Repeat each entry verbatim.

(Beginning of Task data)

impl WebTools {
    pub fn new(config: WebConfig) -> Result<Self> {
        let client = reqwest::Client::builder()
            .timeout(config.request_timeout)
            .user_agent(config.user_agent.clone())
            .build()
            .map_err(|e| Error::internal(format!("failed to build HTTP client: {e}")))?;
        Ok(Self {
            client,
            permits: Semaphore::new(config.max_concurrent.max(1)),
            config,
        })
    }

    /// Parse and vet a caller URL. Only http(s) is accepted; hosts outside
    /// the known list are allowed but logged.
    fn check_url(&self, raw: &str) -> std::result::Result<Url, HandlerError> {
        let url = Url::parse(raw).map_err(|e| HandlerError::invalid_input(format!("invalid URL: {e}")))?;
        if !matches!(url.scheme(), "http" | "https") {
            return Err(HandlerError::invalid_input("only HTTP and HTTPS URLs are allowed"));
        }
        let host = url.host_str().unwrap_or_default();
        let known = self
            .config
            .allowed_hosts
            .iter()
            .any(|allowed| host == allowed || host.ends_with(&format!(".{allowed}")));
        if !known {
            tracing::warn!(host, "Accessing host not in allow list");
        }
        Ok(url)
    }

    /// Held for the whole request, body included.
    async fn permit(&self) -> std::result::Result<SemaphorePermit<'_>, HandlerError> {
        self.permits
            .acquire()
            .await
            .map_err(|_| HandlerError::failed("web tools are shutting down"))
    }

    async fn get(&self, url: Url) -> std::result::Result<reqwest::Response, HandlerError> {
        self.client.get(url).send().await.map_err(network_error)
    }

    /// Read the body, failing once it exceeds the configured cap.
    async fn read_capped(&self, mut response: reqwest::Response) -> std::result::Result<Vec<u8>, HandlerError> {
        let cap = self.config.max_response_bytes;
        if let Some(len) = response.content_length() {
            if len > cap as u64 {
                return Err(too_large(len as usize, cap));
            }
        }
        let mut body = Vec::new();
        while let Some(chunk) = response.chunk().await.map_err(network_error)? {
            body.extend_from_slice(&chunk);
            if body.len() > cap {
                return Err(too_large(body.len(), cap));
            }
        }
        Ok(body)
    }

    async fn fetch_webpage(&self, args: ValidatedArguments) -> std::result::Result<Value, HandlerError> {
        let FetchArgs {
            url,
            include_html,
            extract_links,
        } = args.parse()?;
        let url = self.check_url(&url)?;

        let _permit = self.permit().await?;
        let response = self.get(url.clone()).await?;
        let status = response.status();
        let content_type = header_text(&response, reqwest::header::CONTENT_TYPE);
        let headers: Map<String, Value> = response
            .headers()
            .iter()
            .filter_map(|(k, v)| {
                let v = v.to_str().ok()?;
                Some((k.as_str().to_string(), Value::String(v.to_string())))
            })
            .collect();
        let body = self.read_capped(response).await?;

        let html = String::from_utf8_lossy(&body).into_owned();
        let page = parse_page(&html, &url, extract_links);

        Ok(json!({
            "url": url.as_str(),
            "status_code": status.as_u16(),
            "content_type": content_type,
            "title": page.title,
            "description": page.description,
            "text_content": page.text,
            "html_content": include_html.then_some(html),
            "links": extract_links.then_some(page.links),
            "response_size": body.len(),
            "headers": headers,
        }))
    }

    async fn search_web(&self, args: ValidatedArguments) -> std::result::Result<Value, HandlerError> {
        let SearchArgs {
            query,
            max_results,
            language,
        } = args.parse()?;
        if query.trim().is_empty() {
            return Err(HandlerError::invalid_input("query cannot be empty"));
        }
        let endpoint = Url::parse(&self.config.search_endpoint)
            .map_err(|e| HandlerError::failed(format!("search endpoint misconfigured: {e}")))?;

        let _permit = self.permit().await?;
        let response = self.get(endpoint).await?;
        if !response.status().is_success() {
            return Err(HandlerError::failed(format!(
                "search API returned status {}",
                response.status().as_u16()
            )));
        }
        let body = self.read_capped(response).await?;
        let posts: Vec<Post> = serde_json::from_slice(&body)
            .map_err(|e| HandlerError::failed(format!("search API returned malformed JSON: {e}")))?;

        let needle = query.to_lowercase();
        let base = self.config.search_endpoint.trim_end_matches('/');
        let matching: Vec<Value> = posts
            .iter()
            .filter(|p| p.title.to_lowercase().contains(&needle) || p.body.to_lowercase().contains(&needle))
            .map(|p| {
                let id = match &p.id {
                    Value::String(s) => s.clone(),
                    other => other.to_string(),
                };
                json!({
                    "title": p.title,
                    "snippet": snippet(&p.body),
                    "url": format!("{base}/{id}"),
                    "id": p.id,
                })
            })
            .collect();
        let total_found = matching.len();
        let results: Vec<Value> = matching.into_iter().take(max_results).collect();

        Ok(json!({
            "query": query,
            "language": language,
            "max_results": max_results,
            "total_found": total_found,
            "results_returned": results.len(),
            "results": results,
        }))
    }

    async fn download_file(&self, args: ValidatedArguments, ctx: CallContext) -> std::result::Result<Value, HandlerError> {
        let DownloadArgs { url, filename } = args.parse()?;
        let url = self.check_url(&url)?;

        let filename = match filename.filter(|f| !f.trim().is_empty()) {
            Some(name) => name,
            None => url
                .path_segments()
                .and_then(|mut segments| segments.next_back())
                .filter(|s| !s.is_empty())
                .unwrap_or("downloaded_file")
                .to_string(),
        };
        if filename.contains(['/', '\\']) || filename == "." || filename == ".." {
            return Err(HandlerError::invalid_input("filename must be a plain file name"));
        }

        let raw_target = ctx
            .guard()
            .roots()
            .first()
            .ok_or_else(|| HandlerError::failed("no sandbox roots configured"))?
            .join(&filename)
            .to_string_lossy()
            .into_owned();
        // Fail fast on a disallowed name before spending the request.
        ctx.write_file(&raw_target)?;

        let _permit = self.permit().await?;
        let response = self.get(url.clone()).await?;
        if !response.status().is_success() {
            return Err(HandlerError::failed(format!(
                "download failed with status {}",
                response.status().as_u16()
            )));
        }
        let content_type = header_text(&response, reqwest::header::CONTENT_TYPE);
        let body = self.read_capped(response).await?;

        let target = ctx.write_file(&raw_target)?;
        write_atomic(target.as_path(), &body).await?;

        Ok(json!({
            "url": url.as_str(),
            "filename": filename,
            "size": body.len(),
            "content_type": content_type,
            "success": true,
        }))
    }
}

(End of Task data)

Answer area >>
impl WebTools {
    pub fn new(config: WebConfig) -> Result<Self> {
        let client = reqwest::Client::builder()
            .timeout(config.request_timeout)
            .user_agent(config.user_agent.clone())
            .build()
            .map_err(|e| Error::internal(format!("failed to build HTTP client: {e}")))?;
        Ok(Self {
            client,
            permits: Semaphore::new(config.max_concurrent.max(1)),
            config,
        })
    }

    /// Parse and vet a caller URL. Only http(s) is accepted; hosts outside
    /// the known list are allowed but logged.
    fn check_url(&self, raw: &str) -> std::result::Result<Url, HandlerError> {
        let url = Url::parse(raw).map_err(|e| HandlerError::invalid_input(format!("invalid URL: {e}")))?;
        if !matches!(url.scheme(), "http" | "https") {
            return Err(HandlerError::invalid_input("only HTTP and HTTPS URLs are allowed"));
        }
        let host = url.host_str().unwrap_or_default();
        let known = self
            .config
            .allowed_hosts
            .iter()
            .any(|allowed| host == allowed || host.ends_with(&format!(".{allowed}")));
        if !known {
            tracing::warn!(host, "Accessing host not in allow list");
        }
        Ok(url)
    }

    /// Held for the whole request, body included.
    async fn permit(&self) -> std::result::Result<SemaphorePermit<'_>, HandlerError> {
        self.permits
            .acquire()
            .await
            .map_err(|_| HandlerError::failed("web tools are shutting down"))
    }

    async fn get(&self, url: Url) -> std::result::Result<reqwest::Response, HandlerError> {
        self.client.get(url).send().await.map_err(network_error)
    }

    /// Read the body, failing once it exceeds the configured cap.
    async fn read_capped(&self, mut response: reqwest::Response) -> std::result::Result<Vec<u8>, HandlerError> {
        let cap = self.config.max_response_bytes;
        if let Some(len) = response.content_length() {
            if len > cap as u64 {
                return Err(too_large(len as usize, cap));
            }
        }
        let mut body = Vec::new();
        while let Some(chunk) = response.chunk().await.map_err(network_error)? {
            body.extend_from_slice(&chunk);
            if body.len() > cap {
                return Err(too_large(body.len(), cap));
            }
        }
        Ok(body)
    }

    async fn fetch_webpage(&self, args: ValidatedArguments) -> std::result::Result<Value, HandlerError> {
        let FetchArgs {
            url,
            include_html,
            extract_links,
        } = args.parse()?;
        let url = self.check_url(&url)?;

        let _permit = self.permit().await?;
        let response = self.get(url.clone()).await?;
        let status = response.status();
        let content_type = header_text(&response, reqwest::header::CONTENT_TYPE);
        let headers: Map<String, Value> = response
            .headers()
            .iter()
            .filter_map(|(k, v)| {
                let v = v.to_str().ok()?;
                Some((k.as_str().to_string(), Value::String(v.to_string())))
            })
            .collect();
        let body = self.read_capped(response).await?;

        let html = String::from_utf8_lossy(&body).into_owned();
        let page = parse_page(&html, &url, extract_links);

        Ok(json!({
            "url": url.as_str(),
            "status_code": status.as_u16(),
            "content_type": content_type,
            "title": page.title,
            "description": page.description,
            "text_content": page.text,
            "html_content": include_html.then_some(html),
            "links": extract_links.then_some(page.links),
            "response_size": body.len(),
            "headers": headers,
        }))
    }

    async fn search_web(&self, args: ValidatedArguments) -> std::result::Result<Value, HandlerError> {
        let SearchArgs {
            query,
            max_results,
            language,
        } = args.parse()?;
        if query.trim().is_empty() {
            return Err(HandlerError::invalid_input("query cannot be empty"));
        }
        let endpoint = Url::parse(&self.config.search_endpoint)
            .map_err(|e| HandlerError::failed(format!("search endpoint misconfigured: {e}")))?;

        let _permit = self.permit().await?;
        let response = self.get(endpoint).await?;
        if !response.status().is_success() {
            return Err(HandlerError::failed(format!(
                "search API returned status {}",
                response.status().as_u16()
            )));
        }
        let body = self.read_capped(response).await?;
        let posts: Vec<Post> = serde_json::from_slice(&body)
            .map_err(|e| HandlerError::failed(format!("search API returned malformed JSON: {e}")))?;

        let needle = query.to_lowercase();
        let base = self.config.search_endpoint.trim_end_matches('/');
        let matching: Vec<Value> = posts
            .iter()
            .filter(|p| p.title.to_lowercase().contains(&needle) || p.body.to_lowercase().contains(&needle))
            .map(|p| {
                let id = match &p.id {
                    Value::String(s) => s.clone(),
                    other => other.to_string(),
                };
                json!({
                    "title": p.title,
                    "snippet": snippet(&p.body),
                    "url": format!("{base}/{id}"),
                    "id": p.id,
                })
            })
            .collect();
        let total_found = matching.len();
        let results: Vec<Value> = matching.into_iter().take(max_results).collect();

        Ok(json!({
            "query": query,
            "language": language,
            "max_results": max_results,
            "total_found": total_found,
            "results_returned": results.len(),
            "results": results,
        }))
    }

    async fn download_file(&self, args: ValidatedArguments, ctx: CallContext) -> std::result::Result<Value, HandlerError> {
        let DownloadArgs { url, filename } = args.parse()?;
        let url = self.check_url(&url)?;

        let filename = match filename.filter(|f| !f.trim().is_empty()) {
            Some(name) => name,
            None => url
                .path_segments()
                .and_then(|mut segments| segments.next_back())
                .filter(|s| !s.is_empty())
                .unwrap_or("downloaded_file")
                .to_string(),
        };
        if filename.contains(['/', '\\']) || filename == "." || filename == ".." {
            return Err(HandlerError::invalid_input("filename must be a plain file name"));
        }

        let raw_target = ctx
            .guard()
            .roots()
            .first()
            .ok_or_else(|| HandlerError::failed("no sandbox roots configured"))?
            .join(&filename)
            .to_string_lossy()
            .into_owned();
        // Fail fast on a disallowed name before spending the request.
        ctx.write_file(&raw_target)?;

        let _permit = self.permit().await?;
        let response = self.get(url.clone()).await?;
        if !response.status().is_success() {
            return Err(HandlerError::failed(format!(
                "download failed with status {}",
                response.status().as_u16()
            )));
        }
        let content_type = header_text(&response, reqwest::header::CONTENT_TYPE);
        let body = self.read_capped(response).await?;

        let target = ctx.write_file(&raw_target)?;
        write_atomic(target.as_path(), &body).await?;

        Ok(json!({
            "url": url.as_str(),
            "filename": filename,
            "size": body.len(),
            "content_type": content_type,
            "success": true,
        }))
    }
}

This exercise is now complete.